Michels has said that he would seek to rework election administration in the state, including abolishing the Wisconsin Elections Commission (WEC.)
The WEC, created during the Walker-Kleefisch administration, came under fire from Republicans due to policies it approved during the last election. Because of the COVID-19 pandemic, the commission mailed voters absentee ballots and expanded the use of ballot drop boxes, among other changes.
Kleefisch has also said she would replace the WEC and hand more control over election administration to the secretary of state’s office.
The state’s legislative attorneys said last year that it is legally impossible to decertify the results. The Legislative Audit Bureau found no irregularities in an October 2021 report, though they issued recommendations for improving election administration to bolster confidence in future elections.
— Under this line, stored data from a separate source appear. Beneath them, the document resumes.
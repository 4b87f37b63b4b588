//! Course query engine: free-text search, structured filtering and
//! catalog statistics.
//!
//! Everything here is a pure function over borrowed fixture records.
//! Filtering is stable (input order is kept) and never fails; see
//! [`crate::filter`] for how malformed selections are handled.

use std::collections::HashSet;

use serde::Serialize;

use crate::course::{Branch, Course};
use crate::filter::SearchFilters;
use crate::search::{contains_folded, normalize_search_text};

// ---------------------------------------------------------------------------
// Predicates
// ---------------------------------------------------------------------------

/// Whether the lower-cased `needle` occurs in the course name, professor,
/// code or description, ignoring case.
pub fn matches_search(course: &Course, needle: &str) -> bool {
    [
        course.name.as_str(),
        course.professor.as_str(),
        course.code.as_str(),
        course.description.as_str(),
    ]
    .into_iter()
    .any(|field| contains_folded(field, needle))
}

/// Whether a course satisfies every constrained filter dimension.
pub fn matches_filters(course: &Course, filters: &SearchFilters) -> bool {
    if filters.is_unmatchable() {
        return false;
    }
    if filters.branch.as_ref().is_some_and(|b| course.branch != *b) {
        return false;
    }
    if filters.semester.is_some_and(|s| course.semester != s) {
        return false;
    }
    if filters.course_type.is_some_and(|t| course.course_type != t) {
        return false;
    }
    if filters.difficulty.is_some_and(|d| course.difficulty != d) {
        return false;
    }
    if filters.min_rating.is_some_and(|r| course.average_rating < r) {
        return false;
    }
    true
}

// ---------------------------------------------------------------------------
// Filtering
// ---------------------------------------------------------------------------

/// Return the courses matching `search_text` and `filters`, in input order.
///
/// Empty `search_text` imposes no text constraint. Accepts any iterator of
/// borrowed courses, so results can be filtered again.
pub fn filter_courses<'a, I>(
    courses: I,
    search_text: &str,
    filters: &SearchFilters,
) -> Vec<&'a Course>
where
    I: IntoIterator<Item = &'a Course>,
{
    let needle = normalize_search_text(search_text);

    courses
        .into_iter()
        .filter(|course| {
            needle
                .as_deref()
                .map_or(true, |needle| matches_search(course, needle))
        })
        .filter(|course| matches_filters(course, filters))
        .collect()
}

/// Courses belonging to `branch_id`, in input order.
pub fn courses_in_branch<'a, I>(courses: I, branch_id: &str) -> Vec<&'a Course>
where
    I: IntoIterator<Item = &'a Course>,
{
    courses
        .into_iter()
        .filter(|course| course.branch == branch_id)
        .collect()
}

/// Course picker search used by the review form.
///
/// Narrower than [`filter_courses`]: only name, code and professor are
/// matched, never the description.
pub fn search_review_candidates<'a, I>(courses: I, search_text: &str) -> Vec<&'a Course>
where
    I: IntoIterator<Item = &'a Course>,
{
    let Some(needle) = normalize_search_text(search_text) else {
        return courses.into_iter().collect();
    };

    courses
        .into_iter()
        .filter(|course| {
            [
                course.name.as_str(),
                course.code.as_str(),
                course.professor.as_str(),
            ]
            .into_iter()
            .any(|field| contains_folded(field, &needle))
        })
        .collect()
}

// ---------------------------------------------------------------------------
// Statistics
// ---------------------------------------------------------------------------

/// Aggregate numbers shown on the landing page.
#[derive(Debug, Clone, PartialEq, Serialize)]
#[serde(rename_all = "camelCase")]
pub struct CatalogStats {
    pub total_courses: usize,
    pub total_reviews: u64,
    /// Mean of the courses' average ratings; `None` when there are no courses.
    pub average_rating: Option<f64>,
    /// Distinct branch ids referenced by the courses.
    pub branch_count: usize,
}

/// Compute [`CatalogStats`] over any collection of courses.
pub fn compute_stats<'a, I>(courses: I) -> CatalogStats
where
    I: IntoIterator<Item = &'a Course>,
{
    let mut total_courses = 0usize;
    let mut total_reviews = 0u64;
    let mut rating_sum = 0.0f64;
    let mut branches: HashSet<&str> = HashSet::new();

    for course in courses {
        total_courses += 1;
        total_reviews += u64::from(course.total_reviews);
        rating_sum += course.average_rating;
        branches.insert(course.branch.as_str());
    }

    let average_rating = (total_courses > 0).then(|| rating_sum / total_courses as f64);

    CatalogStats {
        total_courses,
        total_reviews,
        average_rating,
        branch_count: branches.len(),
    }
}

// ---------------------------------------------------------------------------
// Branch summaries
// ---------------------------------------------------------------------------

/// A branch with its course count and the first few of its courses.
#[derive(Debug, Clone, Serialize)]
#[serde(rename_all = "camelCase")]
pub struct BranchSummary<'a> {
    pub branch: &'a Branch,
    pub course_count: usize,
    pub courses: Vec<&'a Course>,
}

/// Summarize each branch in `branches` order, previewing up to `preview`
/// courses per branch.
pub fn branch_summaries<'a>(
    courses: &'a [Course],
    branches: &'a [Branch],
    preview: usize,
) -> Vec<BranchSummary<'a>> {
    branches
        .iter()
        .map(|branch| {
            let mut in_branch = courses_in_branch(courses, &branch.id);
            let course_count = in_branch.len();
            in_branch.truncate(preview);
            BranchSummary {
                branch,
                course_count,
                courses: in_branch,
            }
        })
        .collect()
}

// ---------------------------------------------------------------------------
// Tests
// ---------------------------------------------------------------------------
//! Handlers for the `/courses` resource and the review-form course picker.
//!
//! Payloads borrow straight from the shared catalog, so each handler
//! serializes its response before returning.

use axum::extract::{Path, Query, State};
use axum::response::{IntoResponse, Response};
use axum::Json;
use courseinsight_core::course::{filled_stars, format_rating, Branch, Course, Difficulty};
use courseinsight_core::filter::SearchFilters;
use courseinsight_core::query::{filter_courses, search_review_candidates};
use courseinsight_core::review::{preview_reviews, reviews_for_course, Review};
use courseinsight_core::search::{
    clamp_limit, DEFAULT_RESULT_LIMIT, HOME_PREVIEW_LIMIT, MAX_RESULT_LIMIT, REVIEW_PICKER_LIMIT,
};
use serde::Serialize;

use crate::error::AppResult;
use crate::query::{CourseListParams, SearchTextParams};
use crate::response::DataResponse;
use crate::state::AppState;

// ---------------------------------------------------------------------------
// Response types
// ---------------------------------------------------------------------------

/// Filtered course listing.
#[derive(Debug, Serialize)]
#[serde(rename_all = "camelCase")]
pub struct CourseList<'a> {
    /// Number of matching courses before `limit` is applied.
    pub total: usize,
    /// Normalized filters that were applied.
    pub filters: SearchFilters,
    /// Constrained filter dimensions, for the filter badge.
    pub active_filters: usize,
    pub courses: Vec<&'a Course>,
}

/// A review as shown to readers: the record plus its display name.
#[derive(Debug, Serialize)]
#[serde(rename_all = "camelCase")]
pub struct ReviewView<'a> {
    #[serde(flatten)]
    pub review: &'a Review,
    pub display_name: &'a str,
    pub difficulty_level: Difficulty,
}

impl<'a> From<&'a Review> for ReviewView<'a> {
    fn from(review: &'a Review) -> Self {
        Self {
            review,
            display_name: review.display_name(),
            difficulty_level: review.difficulty_level(),
        }
    }
}

/// Course details payload.
#[derive(Debug, Serialize)]
#[serde(rename_all = "camelCase")]
pub struct CourseDetail<'a> {
    pub course: &'a Course,
    /// Whole stars to fill for the course's average rating.
    pub filled_stars: u8,
    /// Average rating with one decimal place.
    pub formatted_rating: String,
    /// `None` when the course references an unknown branch.
    pub branch: Option<&'a Branch>,
    pub review_count: usize,
    pub recent_reviews: Vec<ReviewView<'a>>,
}

// ---------------------------------------------------------------------------
// Handlers
// ---------------------------------------------------------------------------

/// GET /api/v1/courses?q=&branch=&semester=&type=&difficulty=&min_rating=&limit=
///
/// Search and filter the catalog. Results keep catalog order.
pub async fn list(
    State(state): State<AppState>,
    Query(params): Query<CourseListParams>,
) -> Response {
    let filters = params.raw_filters().normalize();
    if filters.is_unmatchable() {
        tracing::debug!(malformed = ?filters.malformed, "Malformed course filter, nothing can match");
    }

    let mut courses = filter_courses(&state.catalog.courses, params.search_text(), &filters);
    let total = courses.len();
    let active_filters = filters.active_count();
    courses.truncate(clamp_limit(
        params.limit,
        DEFAULT_RESULT_LIMIT,
        MAX_RESULT_LIMIT,
    ));
    tracing::debug!(
        total,
        returned = courses.len(),
        filtered = !filters.is_empty(),
        "Course search"
    );

    Json(DataResponse {
        data: CourseList {
            total,
            filters,
            active_filters,
            courses,
        },
    })
    .into_response()
}

/// GET /api/v1/courses/featured
///
/// Featured courses for the landing page.
pub async fn featured(State(state): State<AppState>) -> Response {
    let mut courses = state.catalog.featured_courses();
    courses.truncate(HOME_PREVIEW_LIMIT);
    Json(DataResponse { data: courses }).into_response()
}

/// GET /api/v1/courses/{id}
///
/// Course with its branch and the first few reviews.
pub async fn get_by_id(
    State(state): State<AppState>,
    Path(id): Path<String>,
) -> AppResult<Response> {
    let catalog = &state.catalog;
    let course = catalog.require_course(&id)?;

    let detail = CourseDetail {
        course,
        filled_stars: filled_stars(course.average_rating),
        formatted_rating: format_rating(course.average_rating),
        branch: catalog.branch(&course.branch),
        review_count: reviews_for_course(&catalog.reviews, &course.id).len(),
        recent_reviews: preview_reviews(&catalog.reviews, &course.id)
            .into_iter()
            .map(ReviewView::from)
            .collect(),
    };
    Ok(Json(DataResponse { data: detail }).into_response())
}

/// GET /api/v1/courses/{id}/reviews
///
/// Every review of a course, in catalog order.
pub async fn list_reviews(
    State(state): State<AppState>,
    Path(id): Path<String>,
) -> AppResult<Response> {
    let catalog = &state.catalog;
    let course = catalog.require_course(&id)?;

    let reviews: Vec<ReviewView<'_>> = reviews_for_course(&catalog.reviews, &course.id)
        .into_iter()
        .map(ReviewView::from)
        .collect();
    Ok(Json(DataResponse { data: reviews }).into_response())
}

/// GET /api/v1/review-candidates?q=
///
/// Course picker for the review form; matches name, code and professor.
/// At most [`REVIEW_PICKER_LIMIT`] courses are offered.
pub async fn review_candidates(
    State(state): State<AppState>,
    Query(params): Query<SearchTextParams>,
) -> Response {
    let mut courses = search_review_candidates(
        &state.catalog.courses,
        params.q.as_deref().unwrap_or_default(),
    );
    courses.truncate(REVIEW_PICKER_LIMIT);
    Json(DataResponse { data: courses }).into_response()
}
When asked by the moderator if they would take action to decertify the 2020 election, only Kleefisch gave a flat “no.” She added: “It’s not constitutionally possible.”
Michels took a more vague route: “I will look at all the evidence and everything will be on the table and I’ll make the right decision.”
Ramthun said he would sign legislation to decertify the election “the nanosecond it hit my desk.”
As Michels has closed the gap in polling, the Kleefisch campaign has gone on the offensive: Walker recorded an ad accusing Michels of opposing a law known as right-to-work, which passed in 2015 and banned unions from requiring mandatory dues at private businesses. The Wisconsin Contractors Coalition, a group that the Michels Corporation had membership in, opposed the proposal.
Michels has fired some shots of his own, usually comments about how change is needed from the “career politicians” and “the usual politicians.” The comments are often directed explicitly at Gov. Evers and President Joe Biden, as opposed to mentioning Kleefisch by name.
But voters can read between the lines.
“I am tired of the usual politicians running things, and that’s why we have the problems that we have today,” Michels told the crowd Saturday.
That message has also been boosted by outside groups—the National Club for Growth dropped 1.3 million in anti-Kleefisch advertising, knocking her for “building her career in politics.”
After the candidate forum, Michels told The Dispatch in a brief interview that he “couldn’t be happier with the meteoric rise that we’ve had, and the momentum just continues.”
He added: “There’s a big void that my candidacy is filling. People see a guy that was born and raised in a little farm town in Dodge County. They see someone who spent 12 years in the infantry in the army, and then someone who worked in construction. So there’s nothing fancy about that. I know how to put on boots—army boots, steel toe boots—and get things done. That’s why we’re surging.”
*Correction, August 5: This piece initially misdescribed Act 10 as applying to private sector unions.